Fini spara. E il Cav risponde

Redazione
12/12/2010

L’alleanza di Futuro e Libertà con la sinistra sarebbe una barzelletta. A dichiararlo è stato il presidente della Camera Gianfranco...

Fini spara. E il Cav risponde

L’alleanza di Futuro e Libertà con la sinistra sarebbe una barzelletta. A dichiararlo è stato il presidente della Camera Gianfranco Fini, ospite del programma di Lucia Annunziata In 1/2 Ora , andato in onda su Raitre domenica  12 dicembre.
In attesa del voto di fiducia al governo Berlusconi, di martedì 14 dicembre, continua la corsa a conquistarsi il sostegno degli indecisi. «Altro che alleanza con la sinistra: é una barzelletta a cui crede solo Berlusconi e che, forse, non fa ridere neanche lui. Fli è nato per clamoroso fallimento solare di quella rivoluzione riformatrice che Berlusconi aveva promesso», ha aggiunto il leader dei futuristi, «ma restiamo nel centrodestra».

«Futuro e libertà voterà compatto»

Fini ha escluso così qualsiasi possibilità di un’alleanza tra il suo partito e l’attuale opposizione. E ha ribadito il suo desiderio di un nuovo governo di centrodestra, avanzando il nome dell’attuale ministro dell’economia come possibile presidente del Consiglio: «Tremonti è il ministro cardine dell’attuale esecutivo ed è chiaro che sarebbe un nuovo governo di centrodestra, ma io non ne faccio una questione relativa al nome ne faccio una questione relativa al programma».
Il presidente della Camera si è mostrato fiducioso del voto compatto dei suoi, tanto da dichiarare: «Se Berlusconi otterrà dieci voti in più, mi dimetterò. Il Fli si riunirà lunedì sera, discuteremo tra di noi, come è noto ci sono posizioni diverse. Chi ha qualche interesse da difendere sta sotto l’ombrello di Berlusconi. Sono convinto che alla fine la decisione sarà sottoscritta da tutti».
Sull’iniziativa dei giorni scorsi di alcuni membri, le cosiddette colombe, del suo partito che hanno provato ad avvicinare Berlusconi a Fini (leggi l’articolo) il presidente della Camera ha dichiarato: «La leggerezza di alcuni amici di Futuro e Libertà è di non aver capito che siamo arrivati al dunque».

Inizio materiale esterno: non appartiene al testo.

//! 后端代理服务
//!
//! 把验证请求转发到外部ML后端并原样返回响应。
//! 不缓存、不重试，一次失败立即返回给调用方。

use async_trait::async_trait;
use reqwest::header::{ACCEPT, CONTENT_TYPE};
use reqwest::multipart::{Form, Part};
use reqwest::{Client, RequestBuilder};
use std::time::Instant;
use tracing::{debug, error, info, instrument};
use url::Url;

use crate::business::domain::{
    BackendEndpoint, BackendPayload, BackendProbe, BinaryPayload, NewsPayload, PredictionResult,
    VerificationResult,
};
use crate::business::services::{BackendClientFactory, VerificationBackend};
use crate::infrastructure::BackendConfig;
use crate::shared::constants::{backend, http, messages, upload};
use crate::shared::utils::{format_bytes, format_duration_ms};
use crate::shared::{AppError, AppResult};

/// 后端代理
///
/// 构造时注入后端配置，各端点地址在构造时一次性解析
pub struct BackendProxy {
    client: Client,
    origin: Url,
    predict_url: Url,
    news_url: Url,
    verify_ocr_url: Url,
}

impl BackendProxy {
    /// 根据后端配置创建代理
    pub fn new(config: &BackendConfig) -> anyhow::Result<Self> {
        let client = BackendClientFactory::create_client(config)?;
        Self::with_client(client, config)
    }

    /// 使用已有的HTTP客户端创建代理
    pub fn with_client(client: Client, config: &BackendConfig) -> anyhow::Result<Self> {
        let proxy = Self {
            client,
            origin: config.origin()?,
            predict_url: config.endpoint_url(BackendEndpoint::Predict)?,
            news_url: config.endpoint_url(BackendEndpoint::News)?,
            verify_ocr_url: config.endpoint_url(BackendEndpoint::VerifyOcr)?,
        };
        info!("🔗 后端代理已就绪: {}", proxy.origin);
        Ok(proxy)
    }

    pub fn origin(&self) -> &Url {
        &self.origin
    }

    fn endpoint_url(&self, endpoint: BackendEndpoint) -> &Url {
        match endpoint {
            BackendEndpoint::Predict => &self.predict_url,
            BackendEndpoint::News => &self.news_url,
            BackendEndpoint::VerifyOcr => &self.verify_ocr_url,
        }
    }

    /// 构建出站请求，附加端点的缓存策略
    fn request(&self, endpoint: BackendEndpoint) -> RequestBuilder {
        let mut builder = self
            .client
            .request(endpoint.method(), self.endpoint_url(endpoint).clone())
            .header(ACCEPT, http::APPLICATION_JSON);

        for (name, value) in endpoint.cache_policy().request_headers() {
            builder = builder.header(*name, *value);
        }
        builder
    }

    /// 发送请求并把结果映射到错误分类
    #[instrument(skip(self, builder))]
    async fn dispatch(
        &self,
        endpoint: BackendEndpoint,
        builder: RequestBuilder,
    ) -> AppResult<BackendPayload> {
        let start_time = Instant::now();
        debug!("➡️  转发到后端: {} {}", endpoint.method(), self.endpoint_url(endpoint));

        let response = builder.send().await.map_err(|e| {
            debug!("❌ 后端 {} 不可达: {}", endpoint, e);
            AppError::unreachable(endpoint, describe_transport_error(&e))
        })?;

        let status = response.status();
        if !status.is_success() {
            debug!(
                "❌ 后端 {} 返回错误状态: {} (耗时 {})",
                endpoint,
                status,
                format_duration_ms(start_time.elapsed().as_millis() as u64)
            );
            return Err(AppError::backend_status(endpoint, status.as_u16()));
        }

        let body = response.bytes().await.map_err(|e| {
            debug!("❌ 读取后端 {} 响应失败: {}", endpoint, e);
            AppError::unreachable(endpoint, describe_transport_error(&e))
        })?;

        let payload = BackendPayload::from_json_bytes(endpoint, status.as_u16(), body)?;

        info!(
            "✅ 后端 {} 响应成功: {} ({}, 耗时 {})",
            endpoint,
            status,
            format_bytes(payload.as_bytes().len() as u64),
            format_duration_ms(start_time.elapsed().as_millis() as u64)
        );

        Ok(payload)
    }
}

#[async_trait]
impl VerificationBackend for BackendProxy {
    async fn forward_text(&self, text: &str) -> AppResult<PredictionResult> {
        if text.is_empty() {
            return Err(AppError::invalid_input(messages::TEXT_REQUIRED));
        }

        let builder = self
            .request(BackendEndpoint::Predict)
            .query(&[(backend::PREDICT_TEXT_PARAM, text)])
            .header(CONTENT_TYPE, http::APPLICATION_JSON);

        self.dispatch(BackendEndpoint::Predict, builder).await
    }

    async fn forward_file(&self, file: BinaryPayload) -> AppResult<VerificationResult> {
        let BinaryPayload {
            file_name,
            content_type,
            data,
        } = file;

        debug!("📎 转发上传文件: {} ({})", file_name, format_bytes(data.len() as u64));

        let part = Part::stream(data).file_name(file_name);
        let part = match content_type {
            Some(content_type) => part.mime_str(&content_type).map_err(|e| {
                crate::invalid_input!("Invalid file content type '{}': {}", content_type, e)
            })?,
            None => part,
        };
        let form = Form::new().part(upload::FILE_FIELD, part);

        let builder = self.request(BackendEndpoint::VerifyOcr).multipart(form);
        self.dispatch(BackendEndpoint::VerifyOcr, builder).await
    }

    async fn fetch_news(&self) -> AppResult<NewsPayload> {
        let builder = self.request(BackendEndpoint::News);
        self.dispatch(BackendEndpoint::News, builder).await
    }

    async fn probe(&self) -> BackendProbe {
        let start_time = Instant::now();
        let result = self
            .client
            .get(self.origin.clone())
            .header(ACCEPT, http::APPLICATION_JSON)
            .send()
            .await;
        let response_time_ms = start_time.elapsed().as_millis() as u64;

        match result {
            Ok(response) => BackendProbe {
                origin: self.origin.to_string(),
                reachable: true,
                status: Some(response.status().as_u16()),
                response_time_ms,
                error: None,
            },
            Err(e) => {
                error!("🔌 后端探测失败: {}", e);
                BackendProbe {
                    origin: self.origin.to_string(),
                    reachable: false,
                    status: None,
                    response_time_ms,
                    error: Some(describe_transport_error(&e)),
                }
            }
        }
    }
}

/// 把传输层错误转换为可读的诊断信息
fn describe_transport_error(e: &reqwest::Error) -> String {
    if e.is_timeout() {
        format!("request timed out: {}", e)
    } else if e.is_connect() {
        format!("connection failed: {}", e)
    } else {
        e.to_string()
    }
}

Berlusconi: «Fini non vuole nessuna trattativa»

«Avete visto? Fini non vuole nessuna trattativa: sa solo insultarmi e questo dimostra che il suo unico obiettivo è quello di eliminarmi». È stata questa, secondo fonti del centrodestra, la reazione di Silvio Berlusconi all’intervista di Gianfranco Fini, che il premier avrebbe seguito dalla sua villa ad Arcore, facendo ritardare l’aereo per Roma.
E le parole del presidente della Camera non gli hanno certo fatto piacere: «Era furioso», ha riferito la stessa fonte. Secondo qualcuno, il Cavaliere avrebbe anche chiamato qualche “colomba”, i mediatori di Fli, per dire che le parole di Fini confermano come il suo intento non sia affatto quello di trovare un’intesa, ma unicamente di farlo fuori.
Non è tardato ad arrivare anche il commento del portavoce del Pdl, Daniele Capezzone: «È ormai chiaro che Fini è chiuso in un bunker, senza prospettive e senza ragionevolezza, e parla come Di Pietro. Con la differenza che a Di Pietro va riconosciuta la nettezza e la chiarezza di una posizione ormai storica. Fini si arrampica sugli specchi», ha aggiunto Capezzone, «ma ormai non può più nascondere che la sua unica bussola è l’antiberlusconismo, una ostilità ormai personale, livorosa e ossessiva alla persona del premier, in una partita che Fini gioca senza scrupoli sulla pelle del Paese».
Durissimo il commento alla puntata di In 1/2 ora del capogruppo del Pdl al Senato Maurizio Gasparri: «Come al solito abbiamo visto l’Annunziata genuflessa a Fini con la benedizione dei soldi pubblici. La badessa Lucia, prima attivista delle cause sbagliate, come sempre è in ginocchio per fare da megafono e da militante di parte. È così da sempre. Basta che sei contro Berlusconi», ha concluso Gasparri, «e la rete rossa si mette a disposizione».